Saved entries:
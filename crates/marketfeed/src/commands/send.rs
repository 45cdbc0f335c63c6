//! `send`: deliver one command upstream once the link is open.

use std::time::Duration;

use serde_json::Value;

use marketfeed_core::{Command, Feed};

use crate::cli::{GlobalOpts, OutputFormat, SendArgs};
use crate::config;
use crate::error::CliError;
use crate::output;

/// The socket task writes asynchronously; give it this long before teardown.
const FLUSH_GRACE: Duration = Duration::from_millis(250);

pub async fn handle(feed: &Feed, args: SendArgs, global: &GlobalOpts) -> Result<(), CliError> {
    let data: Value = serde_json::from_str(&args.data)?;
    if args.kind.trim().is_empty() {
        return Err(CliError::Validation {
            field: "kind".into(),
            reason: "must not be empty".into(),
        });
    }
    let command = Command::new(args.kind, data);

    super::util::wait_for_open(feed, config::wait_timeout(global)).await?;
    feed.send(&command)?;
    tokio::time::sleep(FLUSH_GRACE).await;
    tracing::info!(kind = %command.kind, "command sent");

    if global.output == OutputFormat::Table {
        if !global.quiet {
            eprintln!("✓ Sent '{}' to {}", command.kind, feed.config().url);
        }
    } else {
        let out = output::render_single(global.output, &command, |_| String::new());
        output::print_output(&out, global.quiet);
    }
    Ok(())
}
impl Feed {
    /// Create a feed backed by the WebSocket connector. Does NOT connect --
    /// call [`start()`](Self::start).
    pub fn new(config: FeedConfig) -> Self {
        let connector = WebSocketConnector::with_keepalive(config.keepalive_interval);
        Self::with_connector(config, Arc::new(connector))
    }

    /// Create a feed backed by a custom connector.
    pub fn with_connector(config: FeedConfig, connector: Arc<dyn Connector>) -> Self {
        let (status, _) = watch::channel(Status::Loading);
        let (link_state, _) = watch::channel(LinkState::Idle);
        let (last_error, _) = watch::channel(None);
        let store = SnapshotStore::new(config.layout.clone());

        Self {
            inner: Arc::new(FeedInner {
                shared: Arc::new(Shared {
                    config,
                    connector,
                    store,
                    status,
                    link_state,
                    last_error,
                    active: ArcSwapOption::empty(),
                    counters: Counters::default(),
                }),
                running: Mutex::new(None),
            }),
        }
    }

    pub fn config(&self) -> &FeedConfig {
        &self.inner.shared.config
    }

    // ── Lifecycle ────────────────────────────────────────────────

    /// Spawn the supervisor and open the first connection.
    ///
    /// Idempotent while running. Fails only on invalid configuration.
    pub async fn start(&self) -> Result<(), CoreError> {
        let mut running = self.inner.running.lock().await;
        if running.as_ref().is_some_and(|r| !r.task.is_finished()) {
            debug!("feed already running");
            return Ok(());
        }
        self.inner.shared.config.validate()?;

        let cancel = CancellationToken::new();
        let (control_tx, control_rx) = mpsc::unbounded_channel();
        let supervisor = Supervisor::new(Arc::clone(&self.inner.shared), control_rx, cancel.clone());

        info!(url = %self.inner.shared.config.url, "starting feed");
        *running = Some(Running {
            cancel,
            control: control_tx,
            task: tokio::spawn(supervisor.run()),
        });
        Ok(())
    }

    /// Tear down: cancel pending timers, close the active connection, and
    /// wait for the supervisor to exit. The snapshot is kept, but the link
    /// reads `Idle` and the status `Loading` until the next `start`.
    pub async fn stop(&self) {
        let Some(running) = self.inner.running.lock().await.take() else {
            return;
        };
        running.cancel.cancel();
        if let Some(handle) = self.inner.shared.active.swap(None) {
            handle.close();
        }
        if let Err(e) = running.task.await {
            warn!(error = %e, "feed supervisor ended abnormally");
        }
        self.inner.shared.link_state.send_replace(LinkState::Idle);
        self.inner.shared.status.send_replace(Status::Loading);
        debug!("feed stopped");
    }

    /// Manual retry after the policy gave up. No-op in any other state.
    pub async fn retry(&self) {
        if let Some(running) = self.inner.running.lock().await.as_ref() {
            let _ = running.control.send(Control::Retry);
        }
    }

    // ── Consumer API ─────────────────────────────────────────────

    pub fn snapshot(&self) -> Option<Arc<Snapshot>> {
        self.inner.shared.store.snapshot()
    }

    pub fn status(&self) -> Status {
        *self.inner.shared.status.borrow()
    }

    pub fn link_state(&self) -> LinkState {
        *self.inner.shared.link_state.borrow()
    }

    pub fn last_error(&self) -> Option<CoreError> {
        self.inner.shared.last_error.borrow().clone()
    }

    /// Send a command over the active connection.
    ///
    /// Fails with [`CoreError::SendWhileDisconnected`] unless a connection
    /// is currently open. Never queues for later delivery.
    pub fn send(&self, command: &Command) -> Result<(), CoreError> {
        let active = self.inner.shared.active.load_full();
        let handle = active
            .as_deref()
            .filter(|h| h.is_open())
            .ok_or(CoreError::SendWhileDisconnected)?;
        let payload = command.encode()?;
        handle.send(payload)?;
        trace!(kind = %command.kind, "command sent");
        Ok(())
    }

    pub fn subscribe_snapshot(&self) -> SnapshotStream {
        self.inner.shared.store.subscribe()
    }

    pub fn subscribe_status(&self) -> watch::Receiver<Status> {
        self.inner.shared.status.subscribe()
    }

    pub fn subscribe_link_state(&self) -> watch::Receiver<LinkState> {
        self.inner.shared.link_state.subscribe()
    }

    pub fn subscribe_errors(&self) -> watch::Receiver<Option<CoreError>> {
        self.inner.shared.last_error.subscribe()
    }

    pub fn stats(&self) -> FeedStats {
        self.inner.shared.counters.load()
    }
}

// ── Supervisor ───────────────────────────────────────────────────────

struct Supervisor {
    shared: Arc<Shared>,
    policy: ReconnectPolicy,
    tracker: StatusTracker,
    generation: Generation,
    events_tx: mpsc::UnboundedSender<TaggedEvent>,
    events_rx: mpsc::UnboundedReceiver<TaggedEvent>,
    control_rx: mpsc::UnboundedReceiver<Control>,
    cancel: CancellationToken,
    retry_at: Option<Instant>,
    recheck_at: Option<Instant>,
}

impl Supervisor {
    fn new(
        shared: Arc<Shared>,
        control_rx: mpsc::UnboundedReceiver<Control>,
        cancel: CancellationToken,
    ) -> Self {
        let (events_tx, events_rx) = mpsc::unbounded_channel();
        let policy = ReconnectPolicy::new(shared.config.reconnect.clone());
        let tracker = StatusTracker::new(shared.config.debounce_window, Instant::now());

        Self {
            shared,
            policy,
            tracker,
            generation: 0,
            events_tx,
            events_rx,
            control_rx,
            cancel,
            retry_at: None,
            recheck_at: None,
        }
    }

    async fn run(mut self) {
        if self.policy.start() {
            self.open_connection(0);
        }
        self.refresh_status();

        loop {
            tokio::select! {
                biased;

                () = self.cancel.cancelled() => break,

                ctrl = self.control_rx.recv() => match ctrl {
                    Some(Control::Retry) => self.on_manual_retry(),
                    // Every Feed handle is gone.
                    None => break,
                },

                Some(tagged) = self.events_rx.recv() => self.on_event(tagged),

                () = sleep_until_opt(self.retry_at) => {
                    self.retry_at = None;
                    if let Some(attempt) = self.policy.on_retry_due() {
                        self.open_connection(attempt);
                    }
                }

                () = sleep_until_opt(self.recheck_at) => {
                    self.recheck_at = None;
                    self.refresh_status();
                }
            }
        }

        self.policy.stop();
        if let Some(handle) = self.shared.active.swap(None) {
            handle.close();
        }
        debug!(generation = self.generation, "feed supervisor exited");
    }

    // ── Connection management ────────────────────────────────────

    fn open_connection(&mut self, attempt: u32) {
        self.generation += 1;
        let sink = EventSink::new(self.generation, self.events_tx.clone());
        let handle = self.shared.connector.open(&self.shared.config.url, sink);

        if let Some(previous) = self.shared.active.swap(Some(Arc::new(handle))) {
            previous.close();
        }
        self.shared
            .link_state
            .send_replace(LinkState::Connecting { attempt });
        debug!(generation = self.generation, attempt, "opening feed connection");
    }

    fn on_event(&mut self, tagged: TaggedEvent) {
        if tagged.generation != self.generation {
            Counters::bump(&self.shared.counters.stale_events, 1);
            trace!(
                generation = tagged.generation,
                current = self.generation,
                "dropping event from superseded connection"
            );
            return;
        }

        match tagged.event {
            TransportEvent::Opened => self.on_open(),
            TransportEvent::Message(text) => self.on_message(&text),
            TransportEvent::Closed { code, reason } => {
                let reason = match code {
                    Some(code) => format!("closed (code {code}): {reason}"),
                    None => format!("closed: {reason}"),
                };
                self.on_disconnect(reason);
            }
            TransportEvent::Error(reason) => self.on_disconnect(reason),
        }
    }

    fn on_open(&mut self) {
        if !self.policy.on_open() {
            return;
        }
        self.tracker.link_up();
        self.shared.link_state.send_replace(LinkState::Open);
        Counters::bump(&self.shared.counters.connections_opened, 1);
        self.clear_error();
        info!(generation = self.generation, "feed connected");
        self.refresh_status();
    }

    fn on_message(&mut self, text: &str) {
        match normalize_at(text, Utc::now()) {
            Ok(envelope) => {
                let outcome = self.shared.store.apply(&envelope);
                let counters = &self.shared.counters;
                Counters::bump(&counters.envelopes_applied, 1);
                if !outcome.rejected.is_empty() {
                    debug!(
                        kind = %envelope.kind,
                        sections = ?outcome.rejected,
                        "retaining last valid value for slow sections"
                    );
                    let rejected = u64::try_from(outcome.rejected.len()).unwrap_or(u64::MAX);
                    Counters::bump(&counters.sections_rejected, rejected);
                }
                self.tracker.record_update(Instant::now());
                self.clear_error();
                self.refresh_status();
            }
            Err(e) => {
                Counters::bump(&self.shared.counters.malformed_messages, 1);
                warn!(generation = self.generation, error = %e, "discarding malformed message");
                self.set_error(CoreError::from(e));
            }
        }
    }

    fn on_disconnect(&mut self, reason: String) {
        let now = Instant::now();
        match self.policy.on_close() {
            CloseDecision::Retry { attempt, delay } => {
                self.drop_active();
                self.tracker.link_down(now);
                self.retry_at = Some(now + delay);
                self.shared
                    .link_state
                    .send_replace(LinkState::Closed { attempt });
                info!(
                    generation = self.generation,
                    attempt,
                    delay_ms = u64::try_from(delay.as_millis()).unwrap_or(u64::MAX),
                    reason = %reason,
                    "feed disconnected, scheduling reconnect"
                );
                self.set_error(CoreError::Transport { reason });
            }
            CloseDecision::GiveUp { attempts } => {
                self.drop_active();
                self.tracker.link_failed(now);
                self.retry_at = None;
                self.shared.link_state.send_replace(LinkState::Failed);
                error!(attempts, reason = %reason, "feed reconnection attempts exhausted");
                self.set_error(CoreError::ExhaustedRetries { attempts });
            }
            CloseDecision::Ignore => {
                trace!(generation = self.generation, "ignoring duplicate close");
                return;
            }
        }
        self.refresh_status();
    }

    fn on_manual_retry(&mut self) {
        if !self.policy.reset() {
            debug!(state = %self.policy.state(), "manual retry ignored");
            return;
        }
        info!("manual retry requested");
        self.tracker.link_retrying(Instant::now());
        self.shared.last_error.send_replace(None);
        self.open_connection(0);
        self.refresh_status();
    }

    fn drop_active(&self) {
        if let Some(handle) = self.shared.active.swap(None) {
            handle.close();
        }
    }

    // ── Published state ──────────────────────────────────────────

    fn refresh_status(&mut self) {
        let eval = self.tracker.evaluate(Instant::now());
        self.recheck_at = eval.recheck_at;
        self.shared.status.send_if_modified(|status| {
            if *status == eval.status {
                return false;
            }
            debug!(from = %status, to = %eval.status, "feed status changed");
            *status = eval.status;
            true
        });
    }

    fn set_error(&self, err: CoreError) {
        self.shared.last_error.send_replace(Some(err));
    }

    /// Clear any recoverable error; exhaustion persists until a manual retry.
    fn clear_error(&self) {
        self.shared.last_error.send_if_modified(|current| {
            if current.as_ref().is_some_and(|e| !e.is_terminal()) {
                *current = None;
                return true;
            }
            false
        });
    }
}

> **What to do**:
Your answer should consist of each line above in which "attempts" appears.

> **Finished task**:
            CloseDecision::GiveUp { attempts } => {
                error!(attempts, reason = %reason, "feed reconnection attempts exhausted");
                self.set_error(CoreError::ExhaustedRetries { attempts });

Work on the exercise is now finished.